Hi eduedix,
I didn’t mean linear activations, I meant linear operations, i.e. the convolutions themselves are essentially multiplications between weights and values. So convolutions stacked on convolutions (without a non-linear activation / break between the convolutions) are like a system of equations that can be represented with a single equation. That stated, I believe I’ve discovered the answer to that particular question! See this paper, titled Rethinking the Inception Architecture for Computer Vision on the page numbered 2820, section "3. Factorizing Convolutions with Large Filter Size.
In summary, by stacking smaller convolutions on top of one another, one can essentially mimic larger convolutions more effectively (less parameters, less multiplications, thus faster training and smaller footprint).

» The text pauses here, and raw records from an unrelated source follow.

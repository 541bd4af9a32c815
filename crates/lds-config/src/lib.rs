use anyhow::{bail, Context, Result};
use serde::de::DeserializeOwned;
use serde::{Deserialize, Serialize};
use serde_json::Value;
use sha2::{Digest, Sha256};
use std::collections::BTreeSet;
use std::fs;

/// Pointer of the profile every region starts from.
pub const DEFAULTS_POINTER: &str = "/defaults";

/// Pointer of the per-region override sections (`/regions/<code>`).
pub const REGIONS_POINTER: &str = "/regions";

/// Config Consumption Map + Unused-Key Guard
///
/// Consumers (the CLI) decide whether unused keys are warnings or errors by
/// calling `report_unused_keys(scope, &config_json, &consumed, UnusedKeyPolicy::Warn|Fail)`.
///
/// "Consumed pointers" are JSON Pointer prefixes. If a leaf pointer is under any consumed
/// prefix, that leaf is considered consumed. Any leaf not covered is "unused".
///
/// Examples:
/// - consumed prefix "/defaults/corrections" consumes "/defaults/corrections/0/label"
/// - consumed prefix "/regions/pa/ratio_policy" does NOT consume "/regions/pa/ratio_polcy"

#[derive(Debug, Clone, Copy, PartialEq, Eq)]
pub enum UnusedKeyPolicy {
    Warn,
    Fail,
}

#[derive(Debug, Clone, Serialize, Deserialize)]
pub struct UnusedKeyReport {
    /// What the config was checked for (e.g. `region=pa`).
    pub scope: String,
    /// Consumed JSON-pointer prefixes used for this analysis (sorted, unique)
    pub consumed_prefixes: Vec<String>,
    /// Minimal set of unused leaf pointers (sorted)
    pub unused_leaf_pointers: Vec<String>,
}

impl UnusedKeyReport {
    pub fn is_clean(&self) -> bool {
        self.unused_leaf_pointers.is_empty()
    }
}

/// Consumed pointers for a profile made of `keys`: each key under
/// `/defaults` and under every region section present in the config.
pub fn profile_consumed_pointers(config_json: &Value, keys: &[&str]) -> Vec<String> {
    let mut out = Vec::new();
    for k in keys {
        out.push(format!("{DEFAULTS_POINTER}/{}", escape_pointer_token(k)));
    }
    for region in region_codes(config_json) {
        for k in keys {
            out.push(format!(
                "{REGIONS_POINTER}/{}/{}",
                escape_pointer_token(&region),
                escape_pointer_token(k)
            ));
        }
    }
    out
}

/// Produce an unused-key report against a set of consumed prefixes.
/// If `policy == Fail`, returns an error when unused keys exist.
/// If `policy == Warn`, always returns Ok(report).
pub fn report_unused_keys(
    scope: &str,
    config_json: &Value,
    consumed_pointers: &[String],
    policy: UnusedKeyPolicy,
) -> Result<UnusedKeyReport> {
    // Normalize prefixes: unique + sorted
    let consumed: BTreeSet<String> = consumed_pointers
        .iter()
        .map(|p| normalize_pointer(p))
        .collect();
    let consumed_prefixes: Vec<String> = consumed.into_iter().collect();

    let mut leaves: Vec<String> = Vec::new();
    collect_leaf_pointers(config_json, "", &mut leaves);

    // Empty containers carry no settings.
    let mut unused: Vec<String> = leaves
        .into_iter()
        .filter(|lp| config_json.pointer(lp).is_some_and(|v| !is_empty_container(v)))
        .filter(|lp| !consumed_prefixes.iter().any(|cp| is_prefix_pointer(cp, lp)))
        .collect();

    unused.sort();
    unused.dedup();

    let report = UnusedKeyReport {
        scope: scope.to_string(),
        consumed_prefixes,
        unused_leaf_pointers: unused,
    };

    if policy == UnusedKeyPolicy::Fail && !report.is_clean() {
        bail!(
            "CONFIG_UNUSED_KEYS ({}): {} unused config leaf key(s) detected. \
            Remove them or fix their spelling. First few: {}",
            report.scope,
            report.unused_leaf_pointers.len(),
            preview_list(&report.unused_leaf_pointers, 12)
        );
    }

    Ok(report)
}

fn is_empty_container(v: &Value) -> bool {
    match v {
        Value::Object(m) => m.is_empty(),
        Value::Array(a) => a.is_empty(),
        _ => false,
    }
}

/// Normalize JSON pointer:
/// - must begin with "/"
/// - no trailing "/" unless it's just "/"
fn normalize_pointer(p: &str) -> String {
    let mut s = p.trim().to_string();
    if s.is_empty() {
        return "/".to_string();
    }
    if !s.starts_with('/') {
        s.insert(0, '/');
    }
    while s.ends_with('/') && s.len() > 1 {
        s.pop();
    }
    s
}

/// Return true if `prefix` is a JSON-pointer prefix of `leaf`.
///
/// Rules:
/// - prefix "/" consumes everything
/// - exact match consumes
/// - "/a/b" consumes "/a/b/c" but NOT "/a/bc"
fn is_prefix_pointer(prefix: &str, leaf: &str) -> bool {
    if prefix == "/" {
        return true;
    }
    if leaf == prefix {
        return true;
    }
    if leaf.starts_with(prefix) {
        return leaf
            .get(prefix.len()..prefix.len() + 1)
            .map(|c| c == "/")
            .unwrap_or(false);
    }
    false
}

fn collect_leaf_pointers(v: &Value, prefix: &str, out: &mut Vec<String>) {
    match v {
        Value::Object(map) if !map.is_empty() => {
            for (k, vv) in map.iter() {
                let next = format!("{}/{}", prefix, escape_pointer_token(k));
                collect_leaf_pointers(vv, &next, out);
            }
        }
        Value::Array(arr) if !arr.is_empty() => {
            for (i, vv) in arr.iter().enumerate() {
                let next = format!("{}/{}", prefix, i);
                collect_leaf_pointers(vv, &next, out);
            }
        }
        _ => {
            // Leaf (scalars and empty containers)
            let p = if prefix.is_empty() {
                "/".to_string()
            } else {
                prefix.to_string()
            };
            out.push(p);
        }
    }
}

fn escape_pointer_token(s: &str) -> String {
    s.replace('~', "~0").replace('/', "~1")
}

fn preview_list(items: &[String], n: usize) -> String {
    let take = items.iter().take(n).cloned().collect::<Vec<_>>();
    format!("{:?}", take)
}

/// Region codes with a section under `/regions`, sorted.
fn region_codes(config_json: &Value) -> Vec<String> {
    let mut codes: Vec<String> = config_json
        .pointer(REGIONS_POINTER)
        .and_then(Value::as_object)
        .map(|m| m.keys().cloned().collect())
        .unwrap_or_default();
    codes.sort();
    codes
}

#[derive(Debug, Clone)]
pub struct LoadedConfig {
    pub config_hash: String,
    pub canonical_json: String,
    pub config_json: Value,
}

impl LoadedConfig {
    /// Region codes that carry their own overrides.
    pub fn regions(&self) -> Vec<String> {
        region_codes(&self.config_json)
    }

    /// `/defaults` deep-merged with `/regions/<region>` (either may be absent).
    pub fn region_profile_json(&self, region: &str) -> Value {
        let defaults = self
            .config_json
            .pointer(DEFAULTS_POINTER)
            .cloned()
            .unwrap_or_else(|| serde_json::json!({}));
        let overrides = self
            .config_json
            .pointer(REGIONS_POINTER)
            .and_then(|r| r.get(region))
            .cloned()
            .unwrap_or_else(|| serde_json::json!({}));
        deep_merge(defaults, overrides)
    }

    /// Typed region profile. Missing keys fall back to `T`'s own defaults.
    pub fn region_profile<T: DeserializeOwned>(&self, region: &str) -> Result<T> {
        let v = self.region_profile_json(region);
        serde_json::from_value(v)
            .with_context(|| format!("invalid reconcile profile for region '{region}'"))
    }

    /// Typed section at a JSON pointer; an absent section is an error.
    pub fn section<T: DeserializeOwned>(&self, pointer: &str) -> Result<T> {
        let ptr = normalize_pointer(pointer);
        let Some(v) = self.config_json.pointer(&ptr) else {
            bail!("config section missing: {ptr}");
        };
        serde_json::from_value(v.clone()).with_context(|| format!("invalid config section: {ptr}"))
    }
}

pub fn load_layered_yaml(paths: &[&str]) -> Result<LoadedConfig> {
    let mut docs: Vec<String> = Vec::new();
    for p in paths {
        let raw =
            fs::read_to_string(p).with_context(|| format!("failed to read yaml path: {p}"))?;
        docs.push(raw);
    }

    let doc_refs: Vec<&str> = docs.iter().map(|s| s.as_str()).collect();
    load_layered_yaml_from_strings(&doc_refs)
}

pub fn load_layered_yaml_from_strings(yaml_docs: &[&str]) -> Result<LoadedConfig> {
    // Merge YAML docs in order: earlier docs are base, later docs override.
    let mut merged = serde_json::json!({});
    for raw in yaml_docs {
        let v_yaml: serde_yaml::Value = serde_yaml::from_str(raw).context("invalid yaml")?;
        let v_json = serde_json::to_value(v_yaml).context("yaml->json conversion failed")?;
        // An empty YAML document is null; treat it as an empty layer.
        if v_json.is_null() {
            continue;
        }
        if !v_json.is_object() {
            bail!("config layer must be a mapping at the top level");
        }
        merged = deep_merge(merged, v_json);
    }

    let canonical_json = canonicalize_json(&merged)?;
    let config_hash = sha256_hex(canonical_json.as_bytes());
    Ok(LoadedConfig {
        config_hash,
        canonical_json,
        config_json: merged,
    })
}

/// Objects merge key by key; anything else in `b` replaces `a`.
pub fn deep_merge(a: Value, b: Value) -> Value {
    match (a, b) {
        (Value::Object(mut a_map), Value::Object(b_map)) => {
            for (k, b_val) in b_map {
                let a_val = a_map.remove(&k).unwrap_or(Value::Null);
                a_map.insert(k, deep_merge(a_val, b_val));
            }
            Value::Object(a_map)
        }
        (_, b_other) => b_other,
    }
}

fn canonicalize_json(v: &Value) -> Result<String> {
    // serde_json's Map is a BTreeMap without `preserve_order`, so keys
    // serialize sorted.
    let s = serde_json::to_string(v).context("canonical json serialize failed")?;
    Ok(s)
}

fn sha256_hex(bytes: &[u8]) -> String {
    let mut hasher = Sha256::new();
    hasher.update(bytes);
    let out = hasher.finalize();
    hex::encode(out)
}

#[cfg(test)]
mod tests {
    use super::*;
    use serde_json::json;

    #[test]
    fn pointer_prefix_rules() {
        assert!(is_prefix_pointer("/", "/a"));
        assert!(is_prefix_pointer("/a/b", "/a/b"));
        assert!(is_prefix_pointer("/a/b", "/a/b/c"));
        assert!(!is_prefix_pointer("/a/b", "/a/bc"));
    }

    #[test]
    fn normalize_pointer_forms() {
        assert_eq!(normalize_pointer(""), "/");
        assert_eq!(normalize_pointer("a/b/"), "/a/b");
        assert_eq!(normalize_pointer("/a"), "/a");
    }

    #[test]
    fn deep_merge_overrides_leaves_and_keeps_siblings() {
        let merged = deep_merge(
            json!({"a": {"x": 1, "y": 2}, "list": [1, 2]}),
            json!({"a": {"y": 3}, "list": [9]}),
        );
        assert_eq!(merged, json!({"a": {"x": 1, "y": 3}, "list": [9]}));
    }

    #[test]
    fn escaped_tokens() {
        assert_eq!(escape_pointer_token("a/b~c"), "a~1b~0c");
    }

    #[test]
    fn region_profile_merges_defaults() {
        let cfg = load_layered_yaml_from_strings(&[r#"
defaults:
  life_term_years: 20
  merge_duplicate_tiers: false
regions:
  pa:
    merge_duplicate_tiers: true
"#])
        .unwrap();
        assert_eq!(
            cfg.region_profile_json("pa"),
            json!({"life_term_years": 20, "merge_duplicate_tiers": true})
        );
        assert_eq!(
            cfg.region_profile_json("zz"),
            json!({"life_term_years": 20, "merge_duplicate_tiers": false})
        );
        assert_eq!(cfg.regions(), vec!["pa".to_string()]);
    }

    #[test]
    fn non_mapping_layer_rejected() {
        assert!(load_layered_yaml_from_strings(&["- 1\n- 2\n"]).is_err());
    }

    #[test]
    fn empty_layer_is_skipped() {
        let a = load_layered_yaml_from_strings(&["", "defaults: {}\n"]).unwrap();
        let b = load_layered_yaml_from_strings(&["defaults: {}\n"]).unwrap();
        assert_eq!(a.config_hash, b.config_hash);
    }
}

I was also able to figure out the answer to the first question by reading some other paper or maybe it was a comment in someone’s source code. Essentially, dropout in a fully convolutional network is like zero’ing out random pixels in an image. Still pretty easy to tell what the image is since there’s so much correlation within the network, especially 2D and 3D FCNs. Even if you increase dropout to 50%. On the other hand, spatial dropout zero’s out entire convolutional filters, which leads to the same regularization effects that we see in fully connected / feed forward networks.
I don’t recall which one it was, but one of the papers / projects on this site had some notes on deconv / inverseconv but I still haven’t wrapped my head around it yet. And I’m still interested in the relu/prelu mix.